A NEW GARDEN BEGINS TO GROW

It's been a while since I updated you on the progress of the circle garden, but it's really coming along.

The brief history of this garden, which sits right by the front door, is that it was a weedy patch of dirt with a few perennials in it when we bought the house. I resurrected it as an oval garden divided into three segments, separated by curvy paths. It was a design that didn't work—I see that now—but for a brief time it wasn't terrible. Until it was. It needed a complete revamp and last fall I ripped it up and started from scratch.

I've gone more formal with the design, although it has a bit of an odd twist to it. There are four outer quadrants and a center circle, each delineated with a chive "hedge", and each outer quandrant is divided into three sections with a boxwood in the center.

Each segment is mass planted with one plant.

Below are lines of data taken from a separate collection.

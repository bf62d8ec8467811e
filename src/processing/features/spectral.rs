// src/processing/features/spectral.rs
//! Spectral features computed from a block's half spectrum

use rustfft::num_complex::Complex;

/// Spectral flux
///
/// Stub: always returns 0. The feature slot exists in the column layout and
/// the selection flags, but no flux definition has been wired in; keep it a
/// defined constant rather than an error so selections including it stay
/// harmless.
pub fn spectral_flux(_spectrum: &[Complex<f32>]) -> f32 {
    0.0
}

/// Spectral centroid as a power-weighted mean bin index
///
/// `sum(|X_k|^2 * k) / sum(|X_k|^2)` over the half spectrum. A zero-energy
/// spectrum would divide by zero; the centroid is defined as 0 in that case.
pub fn spectral_centroid(spectrum: &[Complex<f32>]) -> f32 {
    let mut weighted = 0.0f32;
    let mut total = 0.0f32;
    for (bin, value) in spectrum.iter().enumerate() {
        let power = value.norm_sqr();
        weighted += power * bin as f32;
        total += power;
    }

    if total > 0.0 {
        weighted / total
    } else {
        0.0
    }
}

#[cfg(test)]
mod tests {
    use super::*;

    #[test]
    fn test_flux_is_stubbed_to_zero() {
        let spectrum = vec![Complex::new(3.0, 4.0); 16];
        assert_eq!(spectral_flux(&spectrum), 0.0);
        assert_eq!(spectral_flux(&[]), 0.0);
    }

    #[test]
    fn test_centroid_of_single_bin() {
        let mut spectrum = vec![Complex::new(0.0, 0.0); 32];
        spectrum[7] = Complex::new(2.0, 0.0);
        assert!((spectral_centroid(&spectrum) - 7.0).abs() < 1e-6);
    }

    #[test]
    fn test_centroid_of_two_equal_bins_is_midpoint() {
        let mut spectrum = vec![Complex::new(0.0, 0.0); 32];
        spectrum[4] = Complex::new(1.0, 0.0);
        spectrum[10] = Complex::new(0.0, 1.0);
        assert!((spectral_centroid(&spectrum) - 7.0).abs() < 1e-6);
    }

    #[test]
    fn test_centroid_of_silence_is_zero() {
        let spectrum = vec![Complex::new(0.0, 0.0); 32];
        assert_eq!(spectral_centroid(&spectrum), 0.0);
        assert_eq!(spectral_centroid(&[]), 0.0);
    }
}
// src/audio/region.rs
//! Fractional timeline regions

use crate::error::{AnalysisError, AnalysisResult};

/// A span of the overall timeline described by two fractional endpoints
///
/// Both endpoints lie in `[0, 1]` with `start <= end`. A region is resolved
/// to absolute block or sample indices only against a concrete total count,
/// so the same region can address a file at block granularity during
/// analysis and at sample granularity during export.
#[derive(Debug, Clone, Copy, PartialEq)]
pub struct Region {
    start: f32,
    end: f32,
}

impl Region {
    /// Create a region from fractional endpoints
    ///
    /// # Errors
    ///
    /// Returns `AnalysisError::InvalidInput` if the endpoints leave `[0, 1]`
    /// or `start > end`.
    pub fn new(start: f32, end: f32) -> AnalysisResult<Self> {
        if !(0.0..=1.0).contains(&start) || !(0.0..=1.0).contains(&end) {
            return Err(AnalysisError::InvalidInput(format!(
                "region endpoints must lie in [0, 1], got [{}, {}]",
                start, end
            )));
        }
        if start > end {
            return Err(AnalysisError::InvalidInput(format!(
                "region start {} exceeds end {}",
                start, end
            )));
        }
        Ok(Self { start, end })
    }

    /// The full timeline `[0, 1]`
    pub fn full() -> Self {
        Self {
            start: 0.0,
            end: 1.0,
        }
    }

    /// Region covering blocks `[start_block, end_block]` out of `total_blocks`
    pub(crate) fn from_blocks(start_block: usize, end_block: usize, total_blocks: usize) -> Self {
        debug_assert!(total_blocks > 0);
        debug_assert!(start_block <= end_block);
        let n = total_blocks as f32;
        Self {
            start: (start_block as f32 / n).min(1.0),
            end: (end_block as f32 / n).min(1.0),
        }
    }

    /// Fractional start
    pub fn start(&self) -> f32 {
        self.start
    }

    /// Fractional end
    pub fn end(&self) -> f32 {
        self.end
    }

    /// Fractional width of the region
    pub fn width(&self) -> f32 {
        self.end - self.start
    }

    /// Resolve to a block index pair, flooring each scaled endpoint
    pub fn to_block_range(&self, total_blocks: usize) -> (usize, usize) {
        let start = (self.start * total_blocks as f32).floor() as usize;
        let end = (self.end * total_blocks as f32).floor() as usize;
        (start, end)
    }

    /// Resolve to a sample index pair, flooring each scaled endpoint
    pub fn to_sample_range(&self, total_samples: usize) -> (usize, usize) {
        let start = (self.start * total_samples as f32).floor() as usize;
        let end = (self.end * total_samples as f32).floor() as usize;
        (start, end)
    }
}
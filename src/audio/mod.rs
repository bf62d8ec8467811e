// src/audio/mod.rs
//! Audio data types: sample buffers and fractional timeline regions

pub mod buffer;
pub mod region;

pub use buffer::SampleBuffer;
pub use region::Region;
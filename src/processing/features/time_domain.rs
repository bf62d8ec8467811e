// src/processing/features/time_domain.rs
//! Time domain features

/// Summed-energy magnitude of a block
///
/// Square root of the sum of squared samples across all channels. Note that
/// the sum is not divided by the sample count before the root, so despite
/// the RMS column name this is a signal energy magnitude; the exact formula
/// is kept for compatibility with thresholds tuned against it.
pub fn summed_energy_rms(block: &[Vec<f32>]) -> f32 {
    let total: f32 = block
        .iter()
        .flat_map(|channel| channel.iter())
        .map(|&sample| sample * sample)
        .sum();
    total.sqrt()
}

/// Zero-cross rate of a block
///
/// Counts sign changes between consecutive samples per channel, then
/// normalizes by twice the block length. A full positive-to-negative flip
/// contributes 2 to the raw count, a touch of exactly zero contributes 1.
pub fn zero_cross_rate(block: &[Vec<f32>]) -> f32 {
    let block_length = block.first().map_or(0, |channel| channel.len());
    if block_length < 2 {
        return 0.0;
    }

    let mut crossings = 0u32;
    for channel in block {
        for pair in channel.windows(2) {
            crossings += (signum(pair[1]) - signum(pair[0])).unsigned_abs();
        }
    }

    crossings as f32 / (2.0 * block_length as f32)
}

fn signum(value: f32) -> i32 {
    if value > 0.0 {
        1
    } else if value < 0.0 {
        -1
    } else {
        0
    }
}
// src/config/analysis.rs
//! Analysis configuration structures and TOML loading

use crate::config::constants::{
    DEFAULT_BLOCK_SIZE, MEL_FILTER_MAX_HZ, MEL_FILTER_MIN_HZ,
};
use crate::error::{AnalysisError, AnalysisResult};
use crate::processing::features::FeatureSelection;
use serde::{Deserialize, Serialize};
use std::path::Path;

/// Complete analysis pipeline configuration
#[derive(Debug, Deserialize, Serialize, Clone)]
pub struct AnalysisConfig {
    /// Block size in samples; also the FFT size
    pub block_size: usize,
    /// Which features populate the feature matrix
    pub features: FeatureSelection,
    /// Mel filterbank frequency range
    pub mel: MelConfig,
}

/// Mel filterbank configuration
#[derive(Debug, Deserialize, Serialize, Clone)]
pub struct MelConfig {
    /// Lower filterbank edge in Hz
    pub min_freq_hz: f32,
    /// Upper filterbank edge in Hz; clamped to Nyquist when the filterbank
    /// is built against a concrete sample rate
    pub max_freq_hz: f32,
}

impl Default for AnalysisConfig {
    fn default() -> Self {
        Self {
            block_size: DEFAULT_BLOCK_SIZE,
            features: FeatureSelection::all(),
            mel: MelConfig::default(),
        }
    }
}

impl Default for MelConfig {
    fn default() -> Self {
        Self {
            min_freq_hz: MEL_FILTER_MIN_HZ,
            max_freq_hz: MEL_FILTER_MAX_HZ,
        }
    }
}

impl AnalysisConfig {
    /// Load configuration from a TOML string
    pub fn load_from_str(contents: &str) -> AnalysisResult<Self> {
        let config: Self = toml::from_str(contents)
            .map_err(|err| AnalysisError::Config(format!("parse error: {}", err)))?;
        config.validate()?;
        Ok(config)
    }

    /// Load configuration from a TOML file
    pub fn load_from_path<P: AsRef<Path>>(path: P) -> AnalysisResult<Self> {
        let contents = std::fs::read_to_string(path.as_ref())?;
        Self::load_from_str(&contents)
    }

    /// Validate configuration values
    pub fn validate(&self) -> AnalysisResult<()> {
        if self.block_size < 2 {
            return Err(AnalysisError::Config(format!(
                "block_size must be at least 2, got {}",
                self.block_size
            )));
        }
        if !self.block_size.is_power_of_two() {
            return Err(AnalysisError::Config(format!(
                "block_size must be a power of two, got {}",
                self.block_size
            )));
        }
        if self.mel.min_freq_hz <= 0.0 || self.mel.max_freq_hz <= self.mel.min_freq_hz {
            return Err(AnalysisError::Config(format!(
                "mel frequency range [{}, {}] is not ascending and positive",
                self.mel.min_freq_hz, self.mel.max_freq_hz
            )));
        }
        Ok(())
    }
}
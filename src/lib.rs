//! # ludo-engine
//!
//! A deterministic rules engine for two-color Ludo.
//!
//! The engine owns every token and is the only thing that mutates them. A
//! caller (usually a UI) rolls the die, asks which tokens may move, picks one
//! and hands it back. The engine applies the move, resolves captures, checks
//! for a win and decides whose turn is next, then returns a result describing
//! everything that happened so the caller can render it however it likes.
//!
//! ## Modules
//!
//! - `core`: colors, tokens, the board, dice, rule configuration, move records
//! - `rules`: pure rule functions (advance, movability, legal moves, captures)
//! - `game`: the stateful `LudoGame` engine, its results and its errors
//!
//! ## Example
//!
//! ```
//! use ludo_engine::{Color, LudoGame};
//!
//! let mut game = LudoGame::with_seed(7);
//! let die = game.roll_die().unwrap();
//!
//! let movable = game.legal_moves_for_pending();
//! if let Some(&token) = movable.first() {
//!     let result = game.apply_move(Color::Red, token).unwrap();
//!     assert_eq!(result.die, die);
//! } else {
//!     let skip = game.skip_turn(Color::Red).unwrap();
//!     assert_eq!(skip.next_color, Color::Blue);
//! }
//! ```

pub mod core;
pub mod rules;
pub mod game;

// Re-export commonly used types
pub use crate::core::{
    Board, Color, ColorMap, ConfigError, DiceRng, Location, MoveRecord, RecordKind, RuleSet,
    TokenRef,
};

pub use crate::rules::{advance, capture_targets, destination, is_movable, legal_moves, LegalMoves};

pub use crate::game::{GameEvent, LudoError, LudoGame, LudoResult, MoveResult, SkipResult};
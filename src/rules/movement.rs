//! Token movement, legality and capture.

use smallvec::SmallVec;

use crate::core::{Board, Color, Location, RuleSet, TokenRef};

/// Indices of a color's movable tokens, in index order.
pub type LegalMoves = SmallVec<[usize; 4]>;

/// Move a token that is already in play by `steps`.
///
/// Returns the new location, or `None` when the move is not possible:
/// the token would overshoot the end of its home stretch, or it is at
/// home or finished (neither of which can advance).
///
/// A token on the track enters its stretch once its travel from the start
/// cell passes the home-entry cell. Landing exactly on the entry cell keeps
/// it on the track. Finishing needs the exact count; there is no bounce.
///
/// ```
/// use ludo_engine::{advance, Color, Location, RuleSet};
///
/// let rules = RuleSet::default();
///
/// // 48 + 6 is 4 past red's entry at 50
/// assert_eq!(
///     advance(&rules, Color::Red, Location::OnTrack(48), 6),
///     Some(Location::HomeStretch(4))
/// );
///
/// // offset 5 of 5: one step finishes, two overshoot
/// assert_eq!(advance(&rules, Color::Red, Location::HomeStretch(5), 1), Some(Location::Finished));
/// assert_eq!(advance(&rules, Color::Red, Location::HomeStretch(5), 2), None);
/// ```
#[must_use]
pub fn advance(rules: &RuleSet, color: Color, location: Location, steps: u8) -> Option<Location> {
    match location {
        Location::AtHome | Location::Finished => None,
        Location::HomeStretch(offset) => stretch_location(rules, u16::from(offset) + u16::from(steps)),
        Location::OnTrack(cell) => {
            let target = rules.progress(color, cell) + u16::from(steps);
            let entry = rules.entry_progress(color);

            if target > entry {
                stretch_location(rules, target - entry)
            } else {
                let next = (u16::from(cell) + u16::from(steps)) % u16::from(rules.track_len);
                u8::try_from(next).ok().map(Location::OnTrack)
            }
        }
    }
}

/// Map a distance past the entry cell to a stretch offset or finish.
fn stretch_location(rules: &RuleSet, offset: u16) -> Option<Location> {
    if offset <= u16::from(rules.stretch_len) {
        u8::try_from(offset).ok().map(Location::HomeStretch)
    } else if offset == rules.finish_distance() {
        Some(Location::Finished)
    } else {
        None
    }
}

/// Where a token would end up with this roll, if it can move at all.
///
/// Leaving the yard takes the whole roll: the token is placed on its start
/// cell and moves no further. A value that is not a face of the die moves
/// nothing.
#[must_use]
pub fn destination(rules: &RuleSet, color: Color, location: Location, die: u8) -> Option<Location> {
    if !(1..=rules.die_faces).contains(&die) {
        return None;
    }
    match location {
        Location::AtHome if die == rules.exit_roll => Some(Location::OnTrack(rules.start_cells[color])),
        Location::AtHome => None,
        _ => advance(rules, color, location, die),
    }
}

/// Whether a token at `location` can move with this roll.
#[must_use]
pub fn is_movable(rules: &RuleSet, color: Color, location: Location, die: u8) -> bool {
    destination(rules, color, location, die).is_some()
}

/// Tokens of `color` that can legally move with `die`.
///
/// An empty result means the turn has to be skipped.
#[must_use]
pub fn legal_moves(rules: &RuleSet, board: &Board, color: Color, die: u8) -> LegalMoves {
    let moves: LegalMoves = board
        .tokens(color)
        .iter()
        .enumerate()
        .filter(|(_, loc)| is_movable(rules, color, **loc, die))
        .map(|(index, _)| index)
        .collect();

    tracing::trace!(%color, die, ?moves, "legal moves");
    moves
}

/// Opposing tokens sent home when a `mover` token lands on `landing`.
///
/// Only track landings capture, and never on a safe cell. Every opposing
/// token on the cell is taken, however many are stacked there. Tokens of
/// the mover's own color are never captured.
#[must_use]
pub fn capture_targets(
    rules: &RuleSet,
    board: &Board,
    mover: Color,
    landing: Location,
) -> SmallVec<[TokenRef; 4]> {
    match landing.track_cell() {
        Some(cell) if !rules.is_safe(cell) => board
            .occupants(cell)
            .filter(|token| token.color != mover)
            .collect(),
        _ => SmallVec::new(),
    }
}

In the segment closest, there is rhubarb on the right, roses on the left and petunias in the front. On the opposite side, which is shadier, are Bobo hydrangeas, Hakonechloa 'All Gold' and Impatiens.

The center is simply planted with alyssum, Thai basil and new clematis, which are just starting to climb.

'HS Flame' dahlia provides great dark foliage, bright blooms and stays low enough that I shouldn't have to stake it.

I chose the plants with an aim to get lots of color spread throughout the garden, a ton of texture and a foliage element in each area. There is a combination of shrubs, perennials and annuals, so some plants will take a few years to really come into their own.

It's still early days for everything and I hope the annuals will fill in their areas appropriately, although I did have to go back and plant some purple sweet potato vine between the Impatiens as that area was definitely looking too sparse.


Even as new plants, the Bobo hydrangeas are absolutely covered in flowers.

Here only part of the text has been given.